Chipotle broke its brand promise; manufacturers should take note
For manufacturers, Chipotle and other restaurant brands that manage complex supply chains and shape raw materials into refined products are kindred spirits. They’re makers all. We’ve also profiled regional growers and ranchers who shape the ‘locavore’ community and supply Chipotle and others, so the outcomes of local food artisans are always of interest.
Likewise, there are lessons to be learned when restaurant food brands flail, and for consumer manufacturers especially, Chipotle’s crash to earth the past couple years offers two important takeaways.
Lesson one, complex supply chains break. Be prepared.
Chipotle’s challenge in growing, packaging, transporting, preserving, and presenting food products have been well documented and from where I sit, there’s no need in piling on. What they accomplish day to day, week to week, is hard. Other brands that have transformed entire industry sectors with vision and innovation can relate. Failing at complex operations is inevitable. Chipotle’s supply chain was bound to crash at some point. Their recovery has been admirable.
But at the center of Chipotle’s current woes may be a more fundamental fail. As a long time customer and fan, I’ve lost the deep connection I once had with the Chipotle brand, and suspect others have as well. And until someone inside the company tells the truth, attempts to rescue the brand with Band-Aids like ‘queso’ will fail.
I was an early Chipotle customer and ate often at the chain’s first location on Evans Avenue near the campus of University of Denver. More accurately, I overate. The trademark burritos were stuffed to the point that their makers would often struggle to wrap the conglomeration into a single tortilla. (Watch Sebastian Maniscalco’s hilarious take on Chipotle’s burrito makers.)

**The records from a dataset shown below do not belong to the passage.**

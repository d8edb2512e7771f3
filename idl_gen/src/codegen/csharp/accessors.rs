/* Read accessors, reference accessors and in-place mutators for non-series fields.
 *
 * Fixed struct fields are read at `_model.Offset + offset`. Table fields first
 * resolve their vtable entry; `o == 0` means absent and the accessor answers
 * the default without touching the buffer.
 */

use super::naming::{MemberNames, arg_name};
use super::types::{basic, default_value, dest_cast, get_method, src_cast, type_get};
use super::{metadata_index, push_doc, unions, vectors};
use crate::codegen::context::EmitContext;
use crate::error::GenResult;
use crate::layout::{Addressing, FieldCategory, FieldLayout};

/* Presence check prelude of table accessors */
pub fn offset_lookup(voffset: u16) -> String {
  format!("var o = _model.__offset({});", voffset)
}

pub fn emit_field(cx: &EmitContext, fl: &FieldLayout, names: &MemberNames, code: &mut String) -> GenResult<()> {
  push_doc(code, "  ", &fl.field.doc);
  match fl.category {
    FieldCategory::Scalar => emit_scalar(cx, fl, names, code),
    FieldCategory::UnionType => emit_union_type(cx, fl, names, code),
    FieldCategory::String => emit_string(cx, fl, names, code),
    FieldCategory::Struct => emit_inline_struct(cx, fl, names, code),
    FieldCategory::Table => emit_table_ref(cx, fl, names, code),
    FieldCategory::Union => unions::emit_union(cx, fl, names, code),
    FieldCategory::Vector => return vectors::emit_vector(cx, fl, names, code),
    FieldCategory::Array => return vectors::emit_array(cx, fl, names, code),
  }
  Ok(())
}

fn emit_scalar(cx: &EmitContext, fl: &FieldLayout, names: &MemberNames, code: &mut String) {
  let field = fl.field;
  let ty = type_get(cx, &field.ty);
  let storage = basic(cx, &field.ty);
  let get = get_method(cx, &field.ty);
  let ro = cx.options.ref_qualifier();
  let getter = names.value();
  let (ret, cast) = if field.optional {
    (format!("{}?", ty), format!("({}?)", ty))
  } else {
    (ty.clone(), dest_cast(cx, &field.ty))
  };
  let arg = arg_name(field);

  match fl.addressing {
    Addressing::Vtable { voffset } => {
      let lookup = offset_lookup(voffset);
      if fl.directly_referenceable {
        metadata_index(code, field.index);
        code.push_str(&format!(
          "  public ref {}{} {} {{ get {{ {} return ref (o != 0 ? ref _model.ByteBuffer.Ref<{}>(o + _model.Offset) : ref SchemaModel.ThrowNullRef<{}>()); }} }}\n",
          ro, ty, names.property, lookup, ty, ty
        ));
      }
      metadata_index(code, field.index);
      code.push_str(&format!(
        "  public {} {}() {{ {} return o != 0 ? {}_model.ByteBuffer.{}(o + _model.Offset) : {}; }}\n",
        ret,
        getter,
        lookup,
        cast,
        get,
        default_value(cx, field)
      ));
      if fl.mutable {
        metadata_index(code, field.index);
        code.push_str(&format!(
          "  {} bool Set{}({} {}) {{ {} if (o != 0) {{ _model.ByteBuffer.Put<{}>(o + _model.Offset, {}{}); return true; }} else {{ return false; }} }}\n",
          cx.options.mutator_visibility(),
          names.camel,
          ty,
          arg,
          lookup,
          storage,
          src_cast(cx, &field.ty),
          arg
        ));
      }
    }
    Addressing::Static { offset } => {
      if fl.directly_referenceable {
        metadata_index(code, field.index);
        code.push_str(&format!(
          "  public ref {}{} {} {{ get {{ return ref _model.ByteBuffer.Ref<{}>(_model.Offset + {}); }} }}\n",
          ro, ty, names.property, ty, offset
        ));
      }
      metadata_index(code, field.index);
      code.push_str(&format!(
        "  public {} {}() {{ return {}_model.ByteBuffer.{}(_model.Offset + {}); }}\n",
        ty,
        getter,
        dest_cast(cx, &field.ty),
        get,
        offset
      ));
      if fl.mutable {
        metadata_index(code, field.index);
        code.push_str(&format!(
          "  {} void Set{}({} {}) {{ _model.ByteBuffer.Put<{}>(_model.Offset + {}, {}{}); }}\n",
          cx.options.mutator_visibility(),
          names.camel,
          ty,
          arg,
          storage,
          offset,
          src_cast(cx, &field.ty),
          arg
        ));
      }
    }
  }
}

/* Union discriminants are read through their enum; never referenced or mutated */
fn emit_union_type(cx: &EmitContext, fl: &FieldLayout, names: &MemberNames, code: &mut String) {
  let field = fl.field;
  let ty = type_get(cx, &field.ty);
  let read = match fl.addressing {
    Addressing::Vtable { voffset } => format!(
      "{} return o != 0 ? {}_model.ByteBuffer.{}(o + _model.Offset) : {};",
      offset_lookup(voffset),
      dest_cast(cx, &field.ty),
      get_method(cx, &field.ty),
      default_value(cx, field)
    ),
    Addressing::Static { offset } => format!(
      "return {}_model.ByteBuffer.{}(_model.Offset + {});",
      dest_cast(cx, &field.ty),
      get_method(cx, &field.ty),
      offset
    ),
  };
  metadata_index(code, field.index);
  code.push_str(&format!("  public {} {} {{ get {{ {} }} }}\n", ty, names.property, read));
}

fn emit_string(cx: &EmitContext, fl: &FieldLayout, names: &MemberNames, code: &mut String) {
  let Addressing::Vtable { voffset } = fl.addressing else { return };
  let nullable = cx.options.nullable_ref();
  metadata_index(code, fl.field.index);
  code.push_str(&format!(
    "  public string{} {} {{ get {{ {} return o != 0 ? _model.__string(o + _model.Offset) : null; }} }}\n",
    nullable,
    names.property,
    offset_lookup(voffset)
  ));
  code.push_str(&format!(
    "  public StirlingLabs.Utilities.BigSpan<byte> Get{}Bytes() {{ return _model.__vector_as_span<byte>({}, 1); }}\n",
    names.camel, voffset
  ));
  code.push_str(&format!(
    "  public ArraySegment<byte>? Get{}ByteArraySegment() {{ return _model.__vector_as_arraysegment({}); }}\n",
    names.camel, voffset
  ));
  code.push_str(&format!(
    "  public byte[]{} Get{}Array() {{ return _model.__vector_as_array<byte>({}); }}\n",
    nullable, names.camel, voffset
  ));
}

fn emit_inline_struct(cx: &EmitContext, fl: &FieldLayout, names: &MemberNames, code: &mut String) {
  let ty = type_get(cx, &fl.field.ty);
  metadata_index(code, fl.field.index);
  match fl.addressing {
    Addressing::Static { offset } => code.push_str(&format!(
      "  public {} {} {{ get {{ return new (_model.Offset + {}, _model.ByteBuffer); }} }}\n",
      ty, names.property, offset
    )),
    Addressing::Vtable { voffset } => code.push_str(&format!(
      "  public {}? {} {{ get {{ {} return o != 0 ? ({}?)new (o + _model.Offset, _model.ByteBuffer) : null; }} }}\n",
      ty,
      names.property,
      offset_lookup(voffset),
      ty
    )),
  }
}

fn emit_table_ref(cx: &EmitContext, fl: &FieldLayout, names: &MemberNames, code: &mut String) {
  let Addressing::Vtable { voffset } = fl.addressing else { return };
  let ty = type_get(cx, &fl.field.ty);
  metadata_index(code, fl.field.index);
  code.push_str(&format!(
    "  public {}? {} {{ get {{ {} return o != 0 ? ({}?)new (_model.__indirect(o + _model.Offset), _model.ByteBuffer) : null; }} }}\n",
    ty,
    names.property,
    offset_lookup(voffset),
    ty
  ));
}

I still eat at Chipotle, a couple times a month. I like the food, but today my visits often come with a side of irritation. The company’s burrito artisans spoon about four ounces of chicken or steak or whatever over rice or beans. I had to know so I asked. Gone is the visceral delight of being served a three-pound burrito that often doubled as lunch and dinner. Of standing in line for 15 or 20 minutes with like-minded schlumps, all giddy that the eight bucks about to be spent was true value.
Chipotle was not only a culinary delight, novel and innovative and massive, it was an over-the-top deal. And we came back, wide-eyed and ready for more. Today an algorithm dictates that a few ounces of organic pork, served in a jillion burritos, will sustain growth and the stock price.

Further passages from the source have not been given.